| Supplied records |
- - -

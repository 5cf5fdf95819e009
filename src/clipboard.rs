//! Clipboard output and file export for converter tabs.
//!
//! Also recognizes file paths pasted into the terminal, which is how most
//! terminals deliver drag-and-drop.

use std::path::{Path, PathBuf};

use arboard::Clipboard;
use tracing::debug;

use crate::error::{classify_io_error, SystemError};

/// Copy text to the system clipboard.
pub fn copy_to_clipboard(text: &str) -> Result<(), SystemError> {
    let mut clipboard = Clipboard::new().map_err(|e| SystemError::Clipboard {
        message: e.to_string(),
    })?;

    clipboard.set_text(text).map_err(|e| SystemError::Clipboard {
        message: e.to_string(),
    })?;

    debug!(bytes = text.len(), "copied to clipboard");
    Ok(())
}

/// Where exported files go: the user's download directory, else the cwd.
pub fn default_export_dir() -> PathBuf {
    dirs::download_dir()
        .or_else(|| std::env::current_dir().ok())
        .unwrap_or_else(|| PathBuf::from("."))
}

/// Write `content` to `dir/filename`, replacing any existing file.
pub fn save_output(dir: &Path, filename: &str, content: &str) -> Result<PathBuf, SystemError> {
    let path = dir.join(filename);
    std::fs::write(&path, content)
        .map_err(|e| classify_io_error(e, Some(path.clone()), "write"))?;
    debug!(path = %path.display(), bytes = content.len(), "output saved");
    Ok(path)
}

/// Interpret pasted text as a single file path, if it looks like one.
///
/// Handles the forms terminals produce on drop: surrounding quotes,
/// `file://` URLs, and backslash-escaped spaces.
pub fn pasted_file_path(text: &str) -> Option<PathBuf> {
    let trimmed = text.trim();
    if trimmed.is_empty() || trimmed.contains('\n') {
        return None;
    }

    let unquoted = trimmed
        .strip_prefix('\'')
        .and_then(|s| s.strip_suffix('\''))
        .or_else(|| trimmed.strip_prefix('"').and_then(|s| s.strip_suffix('"')))
        .unwrap_or(trimmed);
    let without_scheme = unquoted.strip_prefix("file://").unwrap_or(unquoted);
    let unescaped = without_scheme.replace("\\ ", " ");

    let path = PathBuf::from(unescaped);
    path.is_file().then_some(path)
}

#[cfg(test)]
mod tests {
    use super::*;

    #[test]
    fn test_save_output() {
        let dir = tempfile::tempdir().unwrap();
        let path = save_output(dir.path(), "data.c", "int x;").unwrap();
        assert_eq!(path, dir.path().join("data.c"));
        assert_eq!(std::fs::read_to_string(path).unwrap(), "int x;");
    }

    #[test]
    fn test_save_output_missing_dir() {
        let dir = tempfile::tempdir().unwrap();
        let err = save_output(&dir.path().join("nope"), "a.txt", "x").unwrap_err();
        assert!(matches!(err, SystemError::FileNotFound { .. }));
    }

    #[test]
    fn test_pasted_plain_and_quoted() {
        let dir = tempfile::tempdir().unwrap();
        let file = dir.path().join("my file.bin");
        std::fs::write(&file, [1u8, 2, 3]).unwrap();
        let raw = file.display().to_string();

        assert_eq!(pasted_file_path(&raw), Some(file.clone()));
        assert_eq!(pasted_file_path(&format!("'{}'\n", raw)), Some(file.clone()));
        assert_eq!(pasted_file_path(&format!("\"{}\"", raw)), Some(file.clone()));
        assert_eq!(
            pasted_file_path(&raw.replace(' ', "\\ ")),
            Some(file.clone())
        );
        assert_eq!(pasted_file_path(&format!("file://{}", raw)), Some(file));
    }

    #[test]
    fn test_pasted_non_paths() {
        let dir = tempfile::tempdir().unwrap();
        assert_eq!(pasted_file_path("hello world"), None);
        assert_eq!(pasted_file_path("a\nb"), None);
        assert_eq!(pasted_file_path(""), None);
        assert_eq!(pasted_file_path(&dir.path().display().to_string()), None);
    }

    #[test]
    fn test_default_export_dir_exists() {
        assert!(!default_export_dir().as_os_str().is_empty());
    }
}
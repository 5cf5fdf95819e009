//! Human-readable byte counts.

const UNITS: [&str; 5] = ["Bytes", "KB", "MB", "GB", "TB"];
const STEP: f64 = 1024.0;
/// Largest number of decimal places honored.
const MAX_DECIMALS: i32 = 100;
const MAX_EXACT_SCALE: i32 = 15;

/// Format a byte count with two decimal places.
///
/// ```
/// use omnitool::encoding::format_bytes;
///
/// assert_eq!(format_bytes(0), "0 Bytes");
/// assert_eq!(format_bytes(1024), "1 KB");
/// ```
pub fn format_bytes(bytes: u64) -> String {
    format_bytes_with(bytes, 2)
}

/// Format a byte count with `decimals` places, dropping trailing zeros.
///
/// `decimals` is clamped to `0..=100`. Ties round up (`1.125` -> `1.13`).
/// TB is the largest unit.
pub fn format_bytes_with(bytes: u64, decimals: i32) -> String {
    if bytes == 0 {
        return "0 Bytes".to_string();
    }

    let places = decimals.clamp(0, MAX_DECIMALS);
    let mut value = bytes as f64;
    let mut unit = 0;
    while value >= STEP && unit < UNITS.len() - 1 {
        value /= STEP;
        unit += 1;
    }

    // Float formatting rounds ties to even; round half away from zero first.
    // Past f64 precision the scaling would only add error.
    let rounded = if places <= MAX_EXACT_SCALE {
        let factor = 10f64.powi(places);
        (value * factor).round() / factor
    } else {
        value
    };
    let rendered = format!("{:.*}", places as usize, rounded);
    format!("{} {}", trim_decimal(&rendered), UNITS[unit])
}

/// `"1.50"` -> `"1.5"`, `"2.00"` -> `"2"`.
fn trim_decimal(rendered: &str) -> &str {
    if !rendered.contains('.') {
        return rendered;
    }
    rendered.trim_end_matches('0').trim_end_matches('.')
}
//! Frame around every module: title bar, module sidebar, and footer.

use ratatui::{
    layout::{Alignment, Constraint, Layout, Rect},
    style::{Modifier, Style},
    text::{Line, Span},
    widgets::{Block, Borders, Paragraph},
    Frame,
};

use super::layout::LayoutContext;
use super::theme::{
    COLOR_ACCENT, COLOR_BORDER, COLOR_DIM, COLOR_ERROR, COLOR_HEADER, COLOR_ONLINE, COLOR_TEXT,
};
use crate::app::{App, StatusKind};
use crate::input::ModalType;
use crate::models::AppModule;

pub const APP_TITLE: &str = "ROG OMNI-TOOL SUITE";

pub fn render_header(frame: &mut Frame, area: Rect, app: &App, ctx: &LayoutContext) {
    let title = Line::from(vec![
        Span::styled(" ◆ ", Style::default().fg(COLOR_ACCENT)),
        Span::styled(
            APP_TITLE,
            Style::default()
                .fg(COLOR_HEADER)
                .add_modifier(Modifier::BOLD),
        ),
    ]);

    let model = Line::from(Span::styled(
        format!("{} ", app.config.model.to_uppercase()),
        Style::default().fg(COLOR_DIM),
    ))
    .alignment(Alignment::Right);

    if ctx.header_height() == 1 {
        frame.render_widget(Paragraph::new(title), area);
        return;
    }

    let block = Block::default()
        .borders(Borders::BOTTOM)
        .border_style(Style::default().fg(COLOR_ACCENT));
    let inner = block.inner(area);
    frame.render_widget(block, area);

    let row = Rect::new(inner.x, inner.y + inner.height.saturating_sub(1) / 2, inner.width, 1);
    frame.render_widget(Paragraph::new(title), row);
    if !ctx.is_narrow() {
        frame.render_widget(Paragraph::new(model), row);
    }
}

/// Text and color of the API status line.
pub fn api_status(app: &App) -> (&'static str, ratatui::style::Color) {
    if app.ai_enabled() {
        ("GEMINI API: ACTIVE", COLOR_ONLINE)
    } else {
        ("GEMINI API: OFFLINE", COLOR_ERROR)
    }
}

pub fn render_sidebar(frame: &mut Frame, area: Rect, app: &App) {
    let block = Block::default()
        .borders(Borders::RIGHT)
        .border_style(Style::default().fg(COLOR_BORDER));
    let inner = block.inner(area);
    frame.render_widget(block, area);

    let [nav_area, status_area] =
        Layout::vertical([Constraint::Min(0), Constraint::Length(2)]).areas(inner);

    let mut lines = vec![
        Line::from(Span::styled(
            " MODULES",
            Style::default().fg(COLOR_DIM).add_modifier(Modifier::BOLD),
        )),
        Line::from(""),
    ];
    for module in AppModule::ALL {
        let active = module == app.module;
        let (marker, style) = if active {
            (
                "▶ ",
                Style::default()
                    .fg(COLOR_ACCENT)
                    .add_modifier(Modifier::BOLD),
            )
        } else {
            ("  ", Style::default().fg(COLOR_TEXT))
        };
        lines.push(Line::from(vec![
            Span::styled(format!(" {}", marker), style),
            Span::styled(module.label(), style),
        ]));
        lines.push(Line::from(Span::styled(
            format!("    F{}", module.index() + 1),
            Style::default().fg(COLOR_DIM),
        )));
    }
    frame.render_widget(Paragraph::new(lines), nav_area);

    let (text, color) = api_status(app);
    frame.render_widget(
        Paragraph::new(vec![
            Line::from(""),
            Line::from(vec![
                Span::styled(" ● ", Style::default().fg(color)),
                Span::styled(text, Style::default().fg(COLOR_DIM)),
            ]),
        ]),
        status_area,
    );
}

/// Key hints for the current module and prompt.
pub fn keybind_hints(app: &App) -> &'static str {
    match app.build_input_context().modal {
        ModalType::OpenFile => "Enter load · Esc cancel",
        ModalType::CreateGem => "Tab switch field · Enter next/create · Esc cancel",
        ModalType::None => match app.module {
            AppModule::Dashboard => "←/→ select · Enter open · 1-3 modules · q quit",
            AppModule::NeuralNexus => {
                "Enter send · Tab/Shift+Tab gem · Ctrl+N new gem · PgUp/PgDn scroll · Esc back"
            }
            AppModule::Converter => {
                "o open · ↑/↓ file · ←/→ tab · c copy · s save · d remove · Esc back"
            }
        },
    }
}

pub fn render_footer(frame: &mut Frame, area: Rect, app: &App) {
    let line = match &app.status {
        Some(status) => {
            let color = match status.kind {
                StatusKind::Info => COLOR_ONLINE,
                StatusKind::Error => COLOR_ERROR,
            };
            Line::from(Span::styled(format!(" {}", status.text), Style::default().fg(color)))
        }
        None => Line::from(Span::styled(
            format!(" {}", keybind_hints(app)),
            Style::default().fg(COLOR_DIM),
        )),
    };
    frame.render_widget(Paragraph::new(line), area);
}
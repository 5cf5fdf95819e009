//! Command handlers for executing commands.
//!
//! - [`editing`] - text input editing for prompts and the chat box
//! - [`prompt`] - submit/cancel/field focus for open prompts
//! - [`navigation`] - module, card, file, tab and gem selection; scrolling
//! - [`misc`] - actions (send, copy, save, remove, open prompts)

pub mod editing;
pub mod misc;
pub mod navigation;
pub mod prompt;

pub use editing::*;
pub use misc::*;
pub use navigation::*;
pub use prompt::*;
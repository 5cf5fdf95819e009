//! Error category classification.
//!
//! Categories drive retry decisions and the hint shown next to an error in
//! the status line.

use std::fmt;

/// High-level classification of an [`OmniError`](super::OmniError).
#[derive(Debug, Clone, Copy, PartialEq, Eq, Hash)]
pub enum ErrorCategory {
    /// Connection failures and timeouts talking to the model service.
    Network,

    /// The service rejected the API key (401/403).
    Auth,

    /// The service failed or answered with something unusable.
    Server,

    /// Bad input from the user (unreadable path, unknown format).
    User,

    /// Filesystem or clipboard failures.
    System,

    /// Missing or invalid settings, such as an absent API key.
    Configuration,
}

impl ErrorCategory {
    /// Transient categories where trying again may succeed.
    pub fn is_retryable(&self) -> bool {
        matches!(self, ErrorCategory::Network | ErrorCategory::Server)
    }

    pub fn as_str(&self) -> &'static str {
        match self {
            ErrorCategory::Network => "network",
            ErrorCategory::Auth => "auth",
            ErrorCategory::Server => "server",
            ErrorCategory::User => "user",
            ErrorCategory::System => "system",
            ErrorCategory::Configuration => "configuration",
        }
    }

    /// Short suggestion for the user.
    pub fn recovery_hint(&self) -> &'static str {
        match self {
            ErrorCategory::Network => "Check your internet connection and try again",
            ErrorCategory::Auth => "Check that your API key is valid",
            ErrorCategory::Server => "The model service may be busy. Try again shortly",
            ErrorCategory::User => "Check your input and try again",
            ErrorCategory::System => "Check file permissions and available disk space",
            ErrorCategory::Configuration => {
                "Set OMNITOOL_API_KEY (or GEMINI_API_KEY) and restart"
            }
        }
    }
}

impl fmt::Display for ErrorCategory {
    fn fmt(&self, f: &mut fmt::Formatter<'_>) -> fmt::Result {
        f.write_str(self.as_str())
    }
}

#[cfg(test)]
mod tests {
    use super::*;

    #[test]
    fn test_category_retryable() {
        assert!(ErrorCategory::Network.is_retryable());
        assert!(ErrorCategory::Server.is_retryable());
        assert!(!ErrorCategory::Auth.is_retryable());
        assert!(!ErrorCategory::User.is_retryable());
        assert!(!ErrorCategory::System.is_retryable());
        assert!(!ErrorCategory::Configuration.is_retryable());
    }

    #[test]
    fn test_category_display() {
        assert_eq!(ErrorCategory::Configuration.to_string(), "configuration");
        assert_eq!(format!("{}", ErrorCategory::Network), "network");
    }

    #[test]
    fn test_configuration_hint_names_the_variable() {
        assert!(ErrorCategory::Configuration
            .recovery_hint()
            .contains("OMNITOOL_API_KEY"));
    }
}
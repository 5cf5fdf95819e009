//! Dashboard: welcome banner, system stat cards and module launch cards.

use ratatui::{
    layout::{Constraint, Layout, Rect},
    style::{Modifier, Style},
    text::{Line, Span},
    widgets::{Block, BorderType, Borders, Paragraph, Wrap},
    Frame,
};

use super::layout::LayoutContext;
use super::theme::{COLOR_ACCENT, COLOR_BORDER, COLOR_DIM, COLOR_HEADER, COLOR_ONLINE, COLOR_TEXT};
use crate::app::App;
use crate::models::AppModule;

pub const WELCOME_TITLE: &str = "WELCOME, OPERATOR";
pub const WELCOME_TEXT: &str = "ROG Omni-Tool Suite is online. Neural pathways connected. Select a module to begin operations.";

/// (label, value) pairs on the stat row.
pub const STAT_CARDS: [(&str, &str); 4] = [
    ("SYSTEM STATUS", "ONLINE"),
    ("AI LATENCY", "12ms"),
    ("MEMORY", "OPTIMAL"),
    ("MODULES", "2 ACTIVE"),
];

/// Title, description and call to action of a module's launch card.
pub fn card_copy(module: AppModule) -> (&'static str, &'static str, &'static str) {
    match module {
        AppModule::NeuralNexus => (
            "NEURAL NEXUS",
            "Advanced AI Chat interface with custom \"Gems\" (Personas). Configure system instructions for specialized tasks like coding, security analysis, or creative writing.",
            "ENTER NEXUS",
        ),
        AppModule::Converter => (
            "UNI CONVERTER",
            "Universal file analysis tool. Convert any binary input into Hex, Python Bytes, C Arrays, or Base64. Includes AI-powered script generation.",
            "OPEN TOOL",
        ),
        AppModule::Dashboard => ("DASHBOARD", "", "HOME"),
    }
}

pub fn render_dashboard(frame: &mut Frame, area: Rect, app: &App, ctx: &LayoutContext) {
    let stats_height = if ctx.is_compact() { 0 } else { 4 };
    let [banner_area, stats_area, cards_area] = Layout::vertical([
        Constraint::Length(4),
        Constraint::Length(stats_height),
        Constraint::Min(0),
    ])
    .areas(area.inner(ratatui::layout::Margin::new(1, 0)));

    render_banner(frame, banner_area);
    if stats_height > 0 {
        render_stats(frame, stats_area);
    }
    render_cards(frame, cards_area, app, ctx);
}

fn render_banner(frame: &mut Frame, area: Rect) {
    let lines = vec![
        Line::from(""),
        Line::from(Span::styled(
            WELCOME_TITLE,
            Style::default()
                .fg(COLOR_HEADER)
                .add_modifier(Modifier::BOLD),
        )),
        Line::from(Span::styled(WELCOME_TEXT, Style::default().fg(COLOR_DIM))),
    ];
    frame.render_widget(Paragraph::new(lines).wrap(Wrap { trim: true }), area);
}

fn render_stats(frame: &mut Frame, area: Rect) {
    let columns = Layout::horizontal([Constraint::Ratio(1, 4); 4]).split(area);
    for ((label, value), column) in STAT_CARDS.iter().zip(columns.iter()) {
        let block = Block::default()
            .borders(Borders::ALL)
            .border_type(BorderType::Rounded)
            .border_style(Style::default().fg(COLOR_BORDER));
        let value_color = if *value == "ONLINE" {
            COLOR_ONLINE
        } else {
            COLOR_HEADER
        };
        let lines = vec![
            Line::from(Span::styled(*label, Style::default().fg(COLOR_DIM))),
            Line::from(Span::styled(
                *value,
                Style::default().fg(value_color).add_modifier(Modifier::BOLD),
            )),
        ];
        frame.render_widget(Paragraph::new(lines).block(block), *column);
    }
}

fn render_cards(frame: &mut Frame, area: Rect, app: &App, ctx: &LayoutContext) {
    let areas = if ctx.should_stack_panels() {
        Layout::vertical([Constraint::Ratio(1, 2); 2]).split(area)
    } else {
        Layout::horizontal([Constraint::Ratio(1, 2); 2]).split(area)
    };

    for (index, (module, card_area)) in AppModule::CARDS.iter().zip(areas.iter()).enumerate() {
        let selected = index == app.dashboard_index;
        let (title, description, action) = card_copy(*module);

        let border = if selected { COLOR_ACCENT } else { COLOR_BORDER };
        let block = Block::default()
            .borders(Borders::ALL)
            .border_type(BorderType::Rounded)
            .border_style(Style::default().fg(border))
            .title(Span::styled(
                format!(" {} ", title),
                Style::default()
                    .fg(COLOR_HEADER)
                    .add_modifier(Modifier::BOLD),
            ));

        let action_style = if selected {
            Style::default()
                .fg(COLOR_ACCENT)
                .add_modifier(Modifier::BOLD)
        } else {
            Style::default().fg(COLOR_DIM)
        };
        let marker = if selected { "▶ " } else { "  " };
        let lines = vec![
            Line::from(""),
            Line::from(Span::styled(description, Style::default().fg(COLOR_TEXT))),
            Line::from(""),
            Line::from(vec![
                Span::styled(marker, action_style),
                Span::styled(format!("[ {} ]", action), action_style),
            ]),
        ];
        frame.render_widget(
            Paragraph::new(lines)
                .block(block)
                .wrap(Wrap { trim: true }),
            *card_area,
        );
    }
}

- - -

| What you should do |
Scan the entries above for the word "vertical", then copy every line in which it occurs.

| Exercise answer |
        Layout::vertical([Constraint::Min(0), Constraint::Length(2)]).areas(inner);
    let [banner_area, stats_area, cards_area] = Layout::vertical([
        Layout::vertical([Constraint::Ratio(1, 2); 2]).split(area)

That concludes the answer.